Speaker
Description
It is well-known that the composition of the cosmic ray primary particle changes the characteristics of the air shower it induces, most notably the average atmospheric depth of the shower maximum ($X_{max}$). Showers induced by heavy primaries, such as Fe, develop faster and thus higher in the atmosphere than those induced by their lighter counterparts, like protons. This changes the observables of the shower, such as its radio emission detected at ground level. Traditionally, $X_{max}$ is used as a surrogate for composition: $X_{max}$ reconstructions are used to infer the average composition of a given cosmic ray flux.
In this work we describe a historically overlooked strong $X_{max}$ dependence of the measured electric field amplitudes at ground level, even accounting for intrinsic differences in the electromagnetic (EM) energy of the showers due to different primary compositions, which would also affect these amplitudes. This strong composition dependence can be used, in a novel way, to directly infer the cosmic ray primary composition not only as an average for a flux, but also on an event-by-event basis, bypassing any $X_{max}$ reconstructions and using comparisons to simulations or machine learning (ML) methods instead.

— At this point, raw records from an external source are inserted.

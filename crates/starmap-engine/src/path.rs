//! Vector paths.
//!
//! A [`Path`] is a backend-independent list of drawing verbs. The recording
//! surface stores it as-is; the raster canvas converts it to a tiny-skia path.

use crate::coords::{Affine, Rect, Vec2};

/// Cubic Bézier handle length for a quarter ellipse.
const KAPPA: f32 = 0.552_284_8;

/// One path verb.
#[derive(Debug, Copy, Clone, PartialEq)]
pub enum PathEl {
    MoveTo(Vec2),
    LineTo(Vec2),
    CubicTo(Vec2, Vec2, Vec2),
    Close,
}

#[derive(Debug, Clone, Default, PartialEq)]
pub struct Path {
    els: Vec<PathEl>,
}

impl Path {
    #[inline]
    pub fn new() -> Self {
        Self::default()
    }

    #[inline]
    pub fn elements(&self) -> &[PathEl] {
        &self.els
    }

    #[inline]
    pub fn is_empty(&self) -> bool {
        self.els.is_empty()
    }

    pub fn move_to(&mut self, p: Vec2) -> &mut Self {
        self.els.push(PathEl::MoveTo(p));
        self
    }

    pub fn line_to(&mut self, p: Vec2) -> &mut Self {
        self.els.push(PathEl::LineTo(p));
        self
    }

    pub fn cubic_to(&mut self, c1: Vec2, c2: Vec2, p: Vec2) -> &mut Self {
        self.els.push(PathEl::CubicTo(c1, c2, p));
        self
    }

    pub fn close(&mut self) -> &mut Self {
        self.els.push(PathEl::Close);
        self
    }

    /// Appends every element of `other`.
    pub fn extend(&mut self, other: &Path) -> &mut Self {
        self.els.extend_from_slice(&other.els);
        self
    }

    /// Single straight segment.
    pub fn line(a: Vec2, b: Vec2) -> Self {
        let mut p = Path::new();
        p.move_to(a).line_to(b);
        p
    }

    /// Open polyline through `points`. Fewer than two points yields an empty path.
    pub fn polyline(points: &[Vec2]) -> Self {
        let mut p = Path::new();
        if points.len() < 2 {
            return p;
        }
        p.move_to(points[0]);
        for &pt in &points[1..] {
            p.line_to(pt);
        }
        p
    }

    /// Closed polygon through `points`. Fewer than three points yields an empty path.
    pub fn polygon(points: &[Vec2]) -> Self {
        if points.len() < 3 {
            return Path::new();
        }
        let mut p = Path::polyline(points);
        p.close();
        p
    }

    pub fn rect(r: Rect) -> Self {
        Path::polygon(&[
            r.origin,
            Vec2::new(r.right(), r.top()),
            Vec2::new(r.right(), r.bottom()),
            Vec2::new(r.left(), r.bottom()),
        ])
    }

    /// Ellipse inscribed in `r`, as four cubic arcs.
    pub fn ellipse(r: Rect) -> Self {
        let c = r.center();
        let rx = r.width() * 0.5;
        let ry = r.height() * 0.5;
        let kx = rx * KAPPA;
        let ky = ry * KAPPA;

        let mut p = Path::new();
        p.move_to(Vec2::new(c.x + rx, c.y))
            .cubic_to(Vec2::new(c.x + rx, c.y + ky), Vec2::new(c.x + kx, c.y + ry), Vec2::new(c.x, c.y + ry))
            .cubic_to(Vec2::new(c.x - kx, c.y + ry), Vec2::new(c.x - rx, c.y + ky), Vec2::new(c.x - rx, c.y))
            .cubic_to(Vec2::new(c.x - rx, c.y - ky), Vec2::new(c.x - kx, c.y - ry), Vec2::new(c.x, c.y - ry))
            .cubic_to(Vec2::new(c.x + kx, c.y - ry), Vec2::new(c.x + rx, c.y - ky), Vec2::new(c.x + rx, c.y))
            .close();
        p
    }

    /// Circle of radius `r` around `center`.
    #[inline]
    pub fn circle(center: Vec2, r: f32) -> Self {
        Path::ellipse(Rect::from_center(center, r * 2.0, r * 2.0))
    }

    /// Copy with every point mapped through `m`.
    pub fn transformed(&self, m: Affine) -> Path {
        let els = self
            .els
            .iter()
            .map(|el| match *el {
                PathEl::MoveTo(p) => PathEl::MoveTo(m.apply(p)),
                PathEl::LineTo(p) => PathEl::LineTo(m.apply(p)),
                PathEl::CubicTo(a, b, p) => PathEl::CubicTo(m.apply(a), m.apply(b), m.apply(p)),
                PathEl::Close => PathEl::Close,
            })
            .collect();
        Path { els }
    }

    /// Bounds of all points including control points.
    pub fn control_bounds(&self) -> Option<Rect> {
        let mut pts = Vec::with_capacity(self.els.len() * 3);
        for el in &self.els {
            match *el {
                PathEl::MoveTo(p) | PathEl::LineTo(p) => pts.push(p),
                PathEl::CubicTo(a, b, p) => pts.extend_from_slice(&[a, b, p]),
                PathEl::Close => {}
            }
        }
        Rect::bounding(&pts)
    }
}
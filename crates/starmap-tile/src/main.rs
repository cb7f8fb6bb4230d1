//! Renders one star-map tile to a PNG file.
//!
//! ```text
//! starmap-tile --scale 64 --width 512 --height 512 -o regina.png
//! starmap-tile --style candy --resources res --font DejaVuSans.ttf
//! ```

mod demo;

use std::collections::HashMap;
use std::fs;
use std::path::PathBuf;
use std::sync::Arc;

use anyhow::{Context, Result, bail};
use clap::{Parser, ValueEnum};

use starmap_engine::coords::Rect;
use starmap_engine::logging::{LoggingConfig, init_logging};
use starmap_engine::raster::Canvas;
use starmap_engine::text::FontSystem;
use starmap_engine::time::Stopwatch;
use starmap_render::astrometry;
use starmap_render::options::MapOptions;
use starmap_render::resources::ResourceCache;
use starmap_render::style::{DEFAULT_FONT, LayerId, Stylesheet, presets};
use starmap_render::transform::{PARSEC_SCALE_X, PARSEC_SCALE_Y};
use starmap_render::{RenderRequest, render_tile};

#[derive(Debug, Copy, Clone, PartialEq, Eq, ValueEnum)]
enum Preset {
    Poster,
    Candy,
    Print,
}

#[derive(Debug, Parser)]
#[command(name = "starmap-tile", version, about = "Render a star-map tile", long_about = None)]
struct Arguments {
    /// Tile center, world x. Defaults to the center of the demo sector.
    #[arg(long, allow_hyphen_values = true)]
    x: Option<f32>,

    /// Tile center, world y.
    #[arg(long, allow_hyphen_values = true)]
    y: Option<f32>,

    /// Pixels per parsec
    #[arg(short, long, default_value_t = 64.0)]
    scale: f32,

    /// Output width in pixels
    #[arg(long, default_value_t = 256)]
    width: u32,

    /// Output height in pixels
    #[arg(long, default_value_t = 256)]
    height: u32,

    /// Map option bits, decimal or 0x-prefixed hex
    #[arg(long, value_parser = parse_bits)]
    options: Option<u32>,

    #[arg(long, value_enum, default_value_t = Preset::Poster)]
    style: Preset,

    /// TrueType/OpenType font used for every label
    #[arg(short = 'f', long)]
    font: Option<PathBuf>,

    /// Directory holding the background and world images
    #[arg(long, default_value = "res")]
    resources: PathBuf,

    /// JSON object of layer ranks overriding the preset, e.g. {"GridSector": 100}
    #[arg(long)]
    layer_order: Option<PathBuf>,

    /// Keep micro borders inside their own sector
    #[arg(long, action = clap::ArgAction::SetTrue)]
    clip_outsector_borders: bool,

    /// Log per-pass timings at debug level
    #[arg(long, action = clap::ArgAction::SetTrue)]
    timing: bool,

    /// Log filter in env_logger syntax, e.g. "starmap_render=debug"
    #[arg(long)]
    log: Option<String>,

    #[arg(short, long, default_value = "tile.png")]
    output: PathBuf,
}

fn parse_bits(s: &str) -> Result<u32, String> {
    let parsed = match s.strip_prefix("0x").or_else(|| s.strip_prefix("0X")) {
        Some(hex) => u32::from_str_radix(hex, 16),
        None => s.parse(),
    };
    parsed.map_err(|e| format!("invalid option bits {s:?}: {e}"))
}

/// World rectangle of a `width` x `height` pixel tile centered on `center`.
fn tile_rect(center_x: f32, center_y: f32, scale: f32, width: u32, height: u32) -> Rect {
    let w = width as f32 / (scale * PARSEC_SCALE_X);
    let h = height as f32 / (scale * PARSEC_SCALE_Y);
    Rect::new(center_x - w / 2.0, center_y - h / 2.0, w, h)
}

fn stylesheet(args: &Arguments, options: MapOptions) -> Result<Stylesheet> {
    let mut style = match args.style {
        Preset::Poster => presets::poster(args.scale, options),
        Preset::Candy => presets::candy(args.scale, options),
        Preset::Print => presets::print(args.scale, options),
    };
    if let Some(path) = &args.layer_order {
        let json = fs::read_to_string(path)
            .with_context(|| format!("reading layer order {}", path.display()))?;
        let overrides: HashMap<LayerId, i32> = serde_json::from_str(&json)
            .with_context(|| format!("parsing layer order {}", path.display()))?;
        style.layer_order.apply_overrides(&overrides);
    }
    Ok(style)
}

fn fonts(path: Option<&PathBuf>) -> Result<FontSystem> {
    let mut fonts = FontSystem::new();
    if let Some(path) = path {
        let bytes = fs::read(path).with_context(|| format!("reading font {}", path.display()))?;
        fonts
            .load_font(DEFAULT_FONT, &bytes)
            .with_context(|| format!("loading font {}", path.display()))?;
    } else {
        log::warn!("no --font given, labels will not be rasterized");
    }
    Ok(fonts)
}

fn main() -> Result<()> {
    let args = Arguments::parse();
    init_logging(LoggingConfig {
        env_filter: args.log.clone(),
        ..LoggingConfig::default()
    });

    if !(args.scale > 0.0 && args.scale.is_finite()) {
        bail!("--scale must be a positive number, got {}", args.scale);
    }

    let mut watch = Stopwatch::new();
    let options = args.options.map_or(MapOptions::DEFAULT, MapOptions::from_bits);
    let style = Arc::new(stylesheet(&args, options)?);
    let fonts = Arc::new(fonts(args.font.as_ref())?);
    let resources = ResourceCache::new(args.resources.clone());
    let index = demo::index();
    let assets = demo::assets();
    watch.lap("setup");

    let center = astrometry::sector_center(0, 0);
    let rect = tile_rect(
        args.x.unwrap_or(center.x),
        args.y.unwrap_or(center.y),
        args.scale,
        args.width,
        args.height,
    );
    log::info!(
        "rendering {:?} at {} px/pc into {}x{}",
        rect,
        args.scale,
        args.width,
        args.height
    );

    let request = RenderRequest::new(rect, args.scale, options, style, (args.width, args.height))
        .with_clip_outsector_borders(args.clip_outsector_borders)
        .with_timing(args.timing);
    let mut canvas = Canvas::new(args.width, args.height, fonts)?;
    render_tile(&request, &index, &assets, &resources, &mut canvas).context("rendering tile")?;
    watch.lap("render");

    canvas
        .write_png(&args.output)
        .with_context(|| format!("writing {}", args.output.display()))?;
    watch.lap("encode");
    watch.log_summary("starmap-tile");

    log::info!("wrote {}", args.output.display());
    Ok(())
}

#[cfg(test)]
mod tests {
    use super::*;

    #[test]
    fn option_bits_accept_hex_and_decimal() {
        assert_eq!(parse_bits("0x4000"), Ok(0x4000));
        assert_eq!(parse_bits("49152"), Ok(0xc000));
        assert!(parse_bits("lots").is_err());
    }

    #[test]
    fn tile_rect_is_centered() {
        let rect = tile_rect(10.0, -20.0, 64.0, 256, 128);
        assert!((rect.center().x - 10.0).abs() < 1e-4);
        assert!((rect.center().y + 20.0).abs() < 1e-4);
        assert!((rect.height() - 2.0).abs() < 1e-6);
        assert!((rect.width() * 64.0 * PARSEC_SCALE_X - 256.0).abs() < 1e-3);
    }

    #[test]
    fn cli_defaults() {
        let args = Arguments::parse_from(["starmap-tile"]);
        assert_eq!(args.style, Preset::Poster);
        assert_eq!((args.width, args.height), (256, 256));
        assert!(args.options.is_none());

        let args = Arguments::parse_from(["starmap-tile", "--x", "-12.5", "--style", "candy"]);
        assert_eq!(args.x, Some(-12.5));
        assert_eq!(args.style, Preset::Candy);
    }
}
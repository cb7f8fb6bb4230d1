//! Stellar codes and the star cluster glyph drawn in place of a world disc.

use starmap_engine::coords::{Rect, Vec2};
use starmap_engine::paint::{Color, Pen};
use starmap_engine::surface::Surface;

/// Spectral class. White and brown dwarfs carry no subclass.
#[derive(Debug, Copy, Clone, PartialEq, Eq)]
pub enum SpectralClass {
    O,
    B,
    A,
    F,
    G,
    K,
    M,
    WhiteDwarf,
    BrownDwarf,
}

impl SpectralClass {
    fn from_letter(c: char) -> Option<Self> {
        Some(match c {
            'O' => SpectralClass::O,
            'B' => SpectralClass::B,
            'A' => SpectralClass::A,
            'F' => SpectralClass::F,
            'G' => SpectralClass::G,
            'K' => SpectralClass::K,
            'M' => SpectralClass::M,
            _ => return None,
        })
    }
}

#[derive(Debug, Copy, Clone, PartialEq, Eq)]
pub enum Luminosity {
    Ia,
    Ib,
    II,
    III,
    IV,
    V,
    VI,
    D,
}

impl Luminosity {
    fn parse(s: &str) -> Option<Self> {
        Some(match s {
            "Ia" => Luminosity::Ia,
            "Ib" => Luminosity::Ib,
            "II" => Luminosity::II,
            "III" => Luminosity::III,
            "IV" => Luminosity::IV,
            "V" => Luminosity::V,
            "VI" => Luminosity::VI,
            "D" => Luminosity::D,
            _ => return None,
        })
    }
}

#[derive(Debug, Copy, Clone, PartialEq)]
pub struct Star {
    pub class: SpectralClass,
    pub subclass: f32,
    pub luminosity: Luminosity,
}

impl Star {
    /// Relative glyph radius; a G V star is 1.
    pub fn radius(&self) -> f32 {
        let lum = match self.luminosity {
            Luminosity::Ia | Luminosity::Ib => 3.0,
            Luminosity::II => 2.5,
            Luminosity::III => 2.0,
            Luminosity::IV => 1.5,
            Luminosity::V => 1.0,
            Luminosity::VI => 0.8,
            Luminosity::D => 0.4,
        };
        let class = match self.class {
            SpectralClass::O => 1.6,
            SpectralClass::B => 1.4,
            SpectralClass::A => 1.2,
            SpectralClass::F => 1.1,
            SpectralClass::G => 1.0,
            SpectralClass::K => 0.9,
            SpectralClass::M => 0.7,
            SpectralClass::WhiteDwarf | SpectralClass::BrownDwarf => 1.0,
        };
        lum * class
    }

    pub fn color(&self) -> Color {
        match self.class {
            SpectralClass::O => Color::rgb(0x9d, 0xb4, 0xff),
            SpectralClass::B => Color::rgb(0xbb, 0xcc, 0xff),
            SpectralClass::A => Color::rgb(0xfb, 0xf8, 0xff),
            SpectralClass::F => Color::rgb(0xff, 0xff, 0xed),
            SpectralClass::G => Color::rgb(0xff, 0xff, 0x00),
            SpectralClass::K => Color::rgb(0xff, 0x98, 0x33),
            SpectralClass::M => Color::rgb(0xff, 0x00, 0x00),
            SpectralClass::WhiteDwarf => Color::WHITE,
            SpectralClass::BrownDwarf => Color::rgb(0x8b, 0x45, 0x13),
        }
    }

    pub fn border_color(&self) -> Color {
        match self.class {
            SpectralClass::BrownDwarf => Color::rgb(0x40, 0x20, 0x10),
            _ => Color::BLACK,
        }
    }
}

/// Parses a stellar field such as `"G2 V M3 V D"` or `"K0 III BD"`.
///
/// Unrecognized tokens are skipped. A classed star without a luminosity
/// defaults to main sequence.
pub fn parse_stellar(code: &str) -> Vec<Star> {
    let tokens: Vec<&str> = code.split_whitespace().collect();
    let mut stars = Vec::new();
    let mut i = 0;
    while i < tokens.len() {
        let tok = tokens[i];
        i += 1;
        match tok {
            "D" => {
                stars.push(Star { class: SpectralClass::WhiteDwarf, subclass: 0.0, luminosity: Luminosity::D });
                continue;
            }
            "BD" => {
                stars.push(Star { class: SpectralClass::BrownDwarf, subclass: 0.0, luminosity: Luminosity::V });
                continue;
            }
            _ => {}
        }

        let mut chars = tok.chars();
        let Some(class) = chars.next().and_then(SpectralClass::from_letter) else {
            continue;
        };
        let Ok(subclass) = chars.as_str().parse::<f32>() else {
            continue;
        };
        let luminosity = match tokens.get(i).and_then(|t| Luminosity::parse(t)) {
            Some(l) => {
                i += 1;
                l
            }
            None => Luminosity::V,
        };
        stars.push(Star { class, subclass, luminosity });
    }
    stars
}

/// Placement of the i-th largest star, in units of [`STAR_SPACING`].
const OFFSETS: [(f32, f32); 9] = [
    (0.0, 0.0),
    (-1.0, 0.0),
    (1.0, 0.0),
    (0.0, -1.0),
    (0.0, 1.0),
    (-1.0, -1.0),
    (1.0, 1.0),
    (-1.0, 1.0),
    (1.0, -1.0),
];

const STAR_SPACING: f32 = 0.3;
const STAR_RADIUS: f32 = 0.15;

/// Draws `stars` around the origin of the current frame, largest first.
pub fn draw_stars(surface: &mut dyn Surface, stars: &[Star], pen_width: f32) {
    let mut sorted = stars.to_vec();
    sorted.sort_by(|a, b| b.radius().total_cmp(&a.radius()));
    for (star, &(ox, oy)) in sorted.iter().zip(OFFSETS.iter()) {
        let r = STAR_RADIUS * star.radius();
        let center = Vec2::new(ox * STAR_SPACING, oy * STAR_SPACING);
        let rect = Rect::from_center(center, r * 2.0, r * 2.0);
        surface.fill_ellipse(rect, star.color());
        surface.stroke_ellipse(rect, &Pen::new(star.border_color(), pen_width));
    }
}

#[cfg(test)]
mod tests {
    use super::*;
    use starmap_engine::scene::{DrawCmd, DrawList};

    #[test]
    fn parses_multiple_stars() {
        let stars = parse_stellar("G2 V M3 V D");
        assert_eq!(stars.len(), 3);
        assert_eq!(stars[0].class, SpectralClass::G);
        assert_eq!(stars[0].subclass, 2.0);
        assert_eq!(stars[1].luminosity, Luminosity::V);
        assert_eq!(stars[2].class, SpectralClass::WhiteDwarf);
    }

    #[test]
    fn luminosity_defaults_and_giants() {
        let stars = parse_stellar("K0 III F7 BD");
        assert_eq!(stars[0].luminosity, Luminosity::III);
        assert_eq!(stars[1].luminosity, Luminosity::V);
        assert_eq!(stars[2].class, SpectralClass::BrownDwarf);
        assert!(parse_stellar("?? Z9").is_empty());
    }

    #[test]
    fn largest_star_is_drawn_first_at_center() {
        let mut list = DrawList::new();
        draw_stars(&mut list, &parse_stellar("M3 V G2 III"), 0.02);
        let DrawCmd::Fill { color, path } = &list.items()[0].cmd else { panic!("expected fill") };
        assert_eq!(*color, Color::rgb(0xff, 0xff, 0x00));
        let b = path.control_bounds().unwrap();
        assert!(b.center().x.abs() < 1e-5);
        assert_eq!(list.paint_items().count(), 4);
    }
}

This $X_{max}$ dependence can be understood in terms of two competing scalings of the measured electric field: One that goes with $(1/\rho)^{J}$, where $\rho$ is the air density at $X_{max}$ and $J$ is a zenith dependent non-linearity factor. This density scaling decreases the geomagnetic emission of deeper, higher $X_{max}$ showers. The other scaling goes with $(1/R)$, where $R$ is the distance from $X_{max}$ to the core of the shower at the ground, and instead increases the measured electric field of deeper showers. At lower zenith angles, the $(1/R)$ scaling is stronger and leads to larger measured electric fields in the case of the deeper showers induced by lighter primary compositions. The picture at higher zenith angles, i.e., at lower densities, is more nuanced and is highly affected by the geomagnetic field. In this region, the deflections due to the Lorentz force are much larger and increase the perpendicular momenta of $e^\pm$ in the shower, which would tend to increase the radio emission. However, these larger deflections also increase the time delays between the particle tracks in the shower, decreasing the coherence of the radio emission. This loss of coherence is highly dependent on the strength of the geomagnetic field and can slow down, or even reverse the increase of the radio emission with decreasing air density. This coherence loss is represented by the non-linearity factor $J$, which governs if lighter primary compositions will induce higher or lower fields than heavy primaries at these higher zenith angles. Understanding the characteristics of these very inclined showers is crucial for future experiments, such as GRAND.